PeteKing Daily News: Israel will ease blockade of Gaza Strip to allow more food, official says

Israel will ease blockade of Gaza Strip to allow more food, official says

By Lore Croghan and Erin Einhorn
Daily News
June 14, 2010

Israel will ease its controversial blockade of the Gaza Strip to allow more food to enter the territory, a top official said Sunday.

"We are correcting it," Israel's Deputy Foreign Minister Daniel Ayalon said in an interview on CNN. "There is no reason not to have a full array of food to the Gazans and we are making sure this will be the case."

Ayalon's comments came as Israel faces mounting international pressure in the wake of the deadly May 31 raid on a flotilla of aid ships that killed nine Turkish activists.

Israel has strictly limited supplies to the Hamas-controlled territory to ebb the flow of bomb-making materials but has been criticized for also blocking essentials like food.

Israel had already taken steps recently to "expand the quantity...as well as the diversity of goods entering the Gaza Strip," said Mark Regev, a spokesman for Israeli Prime Minister Benjamin Netanyahu. "These policies will continue."

A Palestinian official who supervises aid shipments into Gaza confirmed that Israel has started allowing ketchup, mayonnaise, sewing needles and thread into the territory in addition to the soft drinks, fruit juice, spices and potato chips that were added to the list last week.

Local officials meanwhile continued robust support for the Jewish state - including Rep.

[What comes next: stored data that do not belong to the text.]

//! Pipeline configuration schema and validation.
//!
//! Configuration files deserialize into a [`PipelineDocument`], which mirrors
//! the file layout. [`PipelineConfig::try_from`] validates the document and
//! produces the typed, ordered category list the rest of the pipeline uses.
//! Reading files is left to `geotags-data`; this module has no side effects.

use std::collections::HashSet;
use std::fmt;

use serde::de::{MapAccess, Visitor};
use serde::ser::SerializeMap;
use serde::{Deserialize, Deserializer, Serialize, Serializer};
use thiserror::Error;

use crate::{Category, GeometryClass, TagFilter};

/// Identifier used when a configuration omits `crs`.
pub const DEFAULT_CRS: &str = "EPSG:4326";

/// PostGIS table name used when a configuration omits `export.table`.
pub const DEFAULT_TABLE: &str = "osm_features";

const MAX_IDENTIFIER_LEN: usize = 63;

/// Validation failures for a [`PipelineDocument`]. All are fatal before
/// extraction starts.
#[derive(Debug, Clone, PartialEq, Eq, Error)]
pub enum ConfigError {
    /// A required text field was empty or whitespace.
    #[error("{field} must not be blank")]
    BlankField {
        /// Offending key.
        field: &'static str,
    },
    /// `osm_tags` contained no categories.
    #[error("osm_tags must define at least one category")]
    NoCategories,
    /// A category name was empty or whitespace.
    #[error("category names must not be blank")]
    BlankCategoryName,
    /// Two categories share a name.
    #[error("category {name:?} is defined more than once")]
    DuplicateCategory {
        /// Repeated name.
        name: String,
    },
    /// A category had no tag filters.
    #[error("category {category:?} must list at least one tag filter")]
    EmptyCategory {
        /// Category name.
        category: String,
    },
    /// A tag filter key was empty or whitespace.
    #[error("category {category:?} has a tag filter with a blank key")]
    BlankTagKey {
        /// Category name.
        category: String,
    },
    /// `crs` is not an `AUTHORITY:CODE` identifier.
    #[error("crs {value:?} is not a valid identifier (expected e.g. EPSG:4326)")]
    MalformedCrs {
        /// Raw value.
        value: String,
    },
    /// `crs` is well formed but not geographic WGS84.
    #[error("crs {value:?} is not supported; GeoJSON output requires EPSG:4326 or OGC:CRS84")]
    UnsupportedCrs {
        /// Raw value.
        value: String,
    },
    /// `export.table` is not a plain SQL identifier.
    #[error("export table {table:?} must be a plain SQL identifier, optionally schema-qualified")]
    InvalidTableName {
        /// Raw value.
        table: String,
    },
}

/// Coordinate reference system of the outputs.
///
/// Only geographic WGS84 is representable because GeoJSON coordinates are
/// WGS84 longitude/latitude by definition.
#[derive(Debug, Clone, Copy, PartialEq, Eq, Default)]
pub enum Crs {
    /// `EPSG:4326`.
    #[default]
    Epsg4326,
    /// `OGC:CRS84`, WGS84 with longitude-first axis order.
    Crs84,
}

impl Crs {
    /// Canonical identifier.
    #[must_use]
    pub const fn identifier(self) -> &'static str {
        match self {
            Self::Epsg4326 => "EPSG:4326",
            Self::Crs84 => "OGC:CRS84",
        }
    }

    /// Parse a configured identifier.
    ///
    /// # Errors
    /// [`ConfigError::MalformedCrs`] for text that is not an identifier and
    /// [`ConfigError::UnsupportedCrs`] for any non-WGS84 system.
    pub fn parse(value: &str) -> Result<Self, ConfigError> {
        let normalized = value.trim().to_ascii_uppercase();
        match normalized.as_str() {
            "EPSG:4326" => return Ok(Self::Epsg4326),
            "OGC:CRS84" | "CRS84" => return Ok(Self::Crs84),
            _ => {}
        }
        let well_formed = normalized.split_once(':').is_some_and(|(authority, code)| {
            !authority.is_empty()
                && authority.chars().all(|c| c.is_ascii_alphabetic())
                && !code.is_empty()
                && code.chars().all(|c| c.is_ascii_alphanumeric())
        });
        if well_formed {
            Err(ConfigError::UnsupportedCrs {
                value: value.to_owned(),
            })
        } else {
            Err(ConfigError::MalformedCrs {
                value: value.to_owned(),
            })
        }
    }
}

impl fmt::Display for Crs {
    fn fmt(&self, f: &mut fmt::Formatter<'_>) -> fmt::Result {
        f.write_str(self.identifier())
    }
}

/// Options controlling the exporters.
#[derive(Debug, Clone, PartialEq, Eq, Serialize, Deserialize)]
#[serde(default)]
pub struct ExportOptions {
    /// Emit the PostGIS CSV + SQL bundle.
    pub postgis: bool,
    /// Target table of the PostGIS bundle.
    pub table: String,
    /// Copy OSM attributes into exported properties.
    pub include_tags: bool,
}

impl Default for ExportOptions {
    fn default() -> Self {
        Self {
            postgis: false,
            table: DEFAULT_TABLE.to_owned(),
            include_tags: true,
        }
    }
}

/// A tag filter as written in a configuration file.
///
/// Either the shorthand `"key=value"` or a `{ key, value }` table.
#[derive(Debug, Clone, PartialEq, Eq, Serialize, Deserialize)]
#[serde(untagged)]
pub enum TagFilterSpec {
    /// `"leisure=park"`, `"amenity=*"` or a bare `"amenity"`.
    Shorthand(String),
    /// `{ key = "leisure", value = "park" }`; a missing value or `*` matches any value.
    Table {
        /// Tag key.
        key: String,
        /// Tag value.
        #[serde(default, skip_serializing_if = "Option::is_none")]
        value: Option<String>,
    },
}

impl From<&TagFilter> for TagFilterSpec {
    fn from(filter: &TagFilter) -> Self {
        Self::Table {
            key: filter.key().to_owned(),
            value: filter.value().map(str::to_owned),
        }
    }
}

fn default_geometry() -> GeometryClass {
    GeometryClass::Polygon
}

/// One entry of the `osm_tags` mapping.
#[derive(Debug, Clone, PartialEq, Eq, Serialize, Deserialize)]
#[serde(untagged)]
pub enum CategorySpec {
    /// `{ geometry = "line", tags = [...] }`.
    Detailed {
        /// Declared geometry class, `polygon` when omitted.
        #[serde(default = "default_geometry")]
        geometry: GeometryClass,
        /// Tag filters.
        tags: Vec<TagFilterSpec>,
    },
    /// A bare list of filters; the class defaults to `polygon`.
    Bare(Vec<TagFilterSpec>),
}

impl CategorySpec {
    fn into_parts(self) -> (GeometryClass, Vec<TagFilterSpec>) {
        match self {
            Self::Detailed { geometry, tags } => (geometry, tags),
            Self::Bare(tags) => (default_geometry(), tags),
        }
    }
}

/// The `osm_tags` mapping with document order preserved.
#[derive(Debug, Clone, PartialEq, Eq, Default)]
pub struct CategoryTable(pub Vec<(String, CategorySpec)>);

impl Serialize for CategoryTable {
    fn serialize<S: Serializer>(&self, serializer: S) -> Result<S::Ok, S::Error> {
        let mut map = serializer.serialize_map(Some(self.0.len()))?;
        for (name, spec) in &self.0 {
            map.serialize_entry(name, spec)?;
        }
        map.end()
    }
}

impl<'de> Deserialize<'de> for CategoryTable {
    fn deserialize<D: Deserializer<'de>>(deserializer: D) -> Result<Self, D::Error> {
        struct TableVisitor;

        impl<'de> Visitor<'de> for TableVisitor {
            type Value = CategoryTable;

            fn expecting(&self, f: &mut fmt::Formatter<'_>) -> fmt::Result {
                f.write_str("a mapping of category names to tag filters")
            }

            fn visit_map<A: MapAccess<'de>>(self, mut access: A) -> Result<Self::Value, A::Error> {
                let mut entries = Vec::with_capacity(access.size_hint().unwrap_or(0));
                while let Some(entry) = access.next_entry::<String, CategorySpec>()? {
                    entries.push(entry);
                }
                Ok(CategoryTable(entries))
            }
        }

        deserializer.deserialize_map(TableVisitor)
    }
}

/// A configuration file as written on disk.
#[derive(Debug, Clone, PartialEq, Eq, Serialize, Deserialize)]
pub struct PipelineDocument {
    /// City to extract.
    pub city_name: String,
    /// Country containing the city.
    pub country: String,
    /// Output coordinate reference system, `EPSG:4326` when omitted.
    #[serde(default, skip_serializing_if = "Option::is_none")]
    pub crs: Option<String>,
    /// Category name to tag filters, in document order.
    pub osm_tags: CategoryTable,
    /// Exporter options.
    #[serde(default)]
    pub export: ExportOptions,
}

/// A validated pipeline configuration.
///
/// # Examples
/// ```
/// use geotags_core::{CategorySpec, CategoryTable, GeometryClass, PipelineConfig, PipelineDocument};
///
/// let document = PipelineDocument {
///     city_name: "Ghent".into(),
///     country: "Belgium".into(),
///     crs: None,
///     osm_tags: CategoryTable(vec![(
///         "parks".into(),
///         CategorySpec::Bare(vec![geotags_core::TagFilterSpec::Shorthand("leisure=park".into())]),
///     )]),
///     export: Default::default(),
/// };
/// let config = PipelineConfig::try_from(document)?;
/// assert_eq!(config.categories[0].geometry, GeometryClass::Polygon);
/// assert_eq!(config.slug(), "ghent");
/// # Ok::<(), geotags_core::ConfigError>(())
/// ```
#[derive(Debug, Clone, PartialEq, Eq)]
pub struct PipelineConfig {
    /// City to extract.
    pub city_name: String,
    /// Country containing the city.
    pub country: String,
    /// Output coordinate reference system.
    pub crs: Crs,
    /// Categories in configuration order.
    pub categories: Vec<Category>,
    /// Exporter options.
    pub export: ExportOptions,
}

impl PipelineConfig {
    /// File-name stem derived from the city name: lowercase alphanumeric
    /// runs joined by single underscores.
    #[must_use]
    pub fn slug(&self) -> String {
        let mut slug = String::with_capacity(self.city_name.len());
        let mut pending_separator = false;
        for ch in self.city_name.chars() {
            if ch.is_alphanumeric() {
                if pending_separator && !slug.is_empty() {
                    slug.push('_');
                }
                pending_separator = false;
                slug.extend(ch.to_lowercase());
            } else {
                pending_separator = true;
            }
        }
        if slug.is_empty() {
            slug.push_str("city");
        }
        slug
    }

    /// Look up a category by name.
    #[must_use]
    pub fn category(&self, name: &str) -> Option<&Category> {
        self.categories.iter().find(|c| c.name == name)
    }

    /// Convert back into the on-disk layout.
    ///
    /// Filters are written in table form and every category states its
    /// geometry, so re-parsing the serialized document yields an equal config.
    #[must_use]
    pub fn to_document(&self) -> PipelineDocument {
        let osm_tags = self
            .categories
            .iter()
            .map(|category| {
                (
                    category.name.clone(),
                    CategorySpec::Detailed {
                        geometry: category.geometry,
                        tags: category.filters.iter().map(TagFilterSpec::from).collect(),
                    },
                )
            })
            .collect();
        PipelineDocument {
            city_name: self.city_name.clone(),
            country: self.country.clone(),
            crs: Some(self.crs.identifier().to_owned()),
            osm_tags: CategoryTable(osm_tags),
            export: self.export.clone(),
        }
    }
}

impl TryFrom<PipelineDocument> for PipelineConfig {
    type Error = ConfigError;

    fn try_from(document: PipelineDocument) -> Result<Self, Self::Error> {
        let city_name = require_text(document.city_name, "city_name")?;
        let country = require_text(document.country, "country")?;
        let crs = document
            .crs
            .as_deref()
            .map_or(Ok(Crs::default()), Crs::parse)?;
        if !is_table_identifier(&document.export.table) {
            return Err(ConfigError::InvalidTableName {
                table: document.export.table,
            });
        }
        let categories = build_categories(document.osm_tags)?;
        Ok(Self {
            city_name,
            country,
            crs,
            categories,
            export: document.export,
        })
    }
}

fn require_text(value: String, field: &'static str) -> Result<String, ConfigError> {
    let trimmed = value.trim();
    if trimmed.is_empty() {
        return Err(ConfigError::BlankField { field });
    }
    Ok(trimmed.to_owned())
}

fn build_categories(table: CategoryTable) -> Result<Vec<Category>, ConfigError> {
    if table.0.is_empty() {
        return Err(ConfigError::NoCategories);
    }
    let mut seen = HashSet::with_capacity(table.0.len());
    let mut categories = Vec::with_capacity(table.0.len());
    for (raw_name, spec) in table.0 {
        let name = raw_name.trim().to_owned();
        if name.is_empty() {
            return Err(ConfigError::BlankCategoryName);
        }
        if !seen.insert(name.clone()) {
            return Err(ConfigError::DuplicateCategory { name });
        }
        let (geometry, specs) = spec.into_parts();
        if specs.is_empty() {
            return Err(ConfigError::EmptyCategory { category: name });
        }
        let filters = specs
            .into_iter()
            .map(|spec| build_filter(spec, &name))
            .collect::<Result<Vec<_>, _>>()?;
        categories.push(Category::new(name, geometry, filters));
    }
    Ok(categories)
}

fn build_filter(spec: TagFilterSpec, category: &str) -> Result<TagFilter, ConfigError> {
    let built = match spec {
        TagFilterSpec::Shorthand(text) => text.parse(),
        TagFilterSpec::Table { key, value } => TagFilter::new(key, value),
    };
    built.map_err(|_| ConfigError::BlankTagKey {
        category: category.to_owned(),
    })
}

fn is_table_identifier(table: &str) -> bool {
    let mut parts = table.split('.');
    let valid_part = |part: &str| {
        let mut chars = part.chars();
        part.len() <= MAX_IDENTIFIER_LEN
            && chars
                .next()
                .is_some_and(|c| c.is_ascii_alphabetic() || c == '_')
            && chars.all(|c| c.is_ascii_alphanumeric() || c == '_')
    };
    match (parts.next(), parts.next(), parts.next()) {
        (Some(name), None, None) => valid_part(name),
        (Some(schema), Some(name), None) => valid_part(schema) && valid_part(name),
        _ => false,
    }
}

Peter King (R-Long Island) who has introduced a House bill, the America Stands with Israel Act, that has 45 Republican co-sponsors.

It calls for the United States to withdraw from the United Nations Human Rights Council and to bar the use of American tax dollars for a UN investigation of last month's raid.

"The Human Rights Council is bigoted, biased, anti-Israel and anti-West," King said at a press conference near the United Nations.
Israel announced yesterday it would set up its own inquiry into the incident with international observers from Canada and Ireland.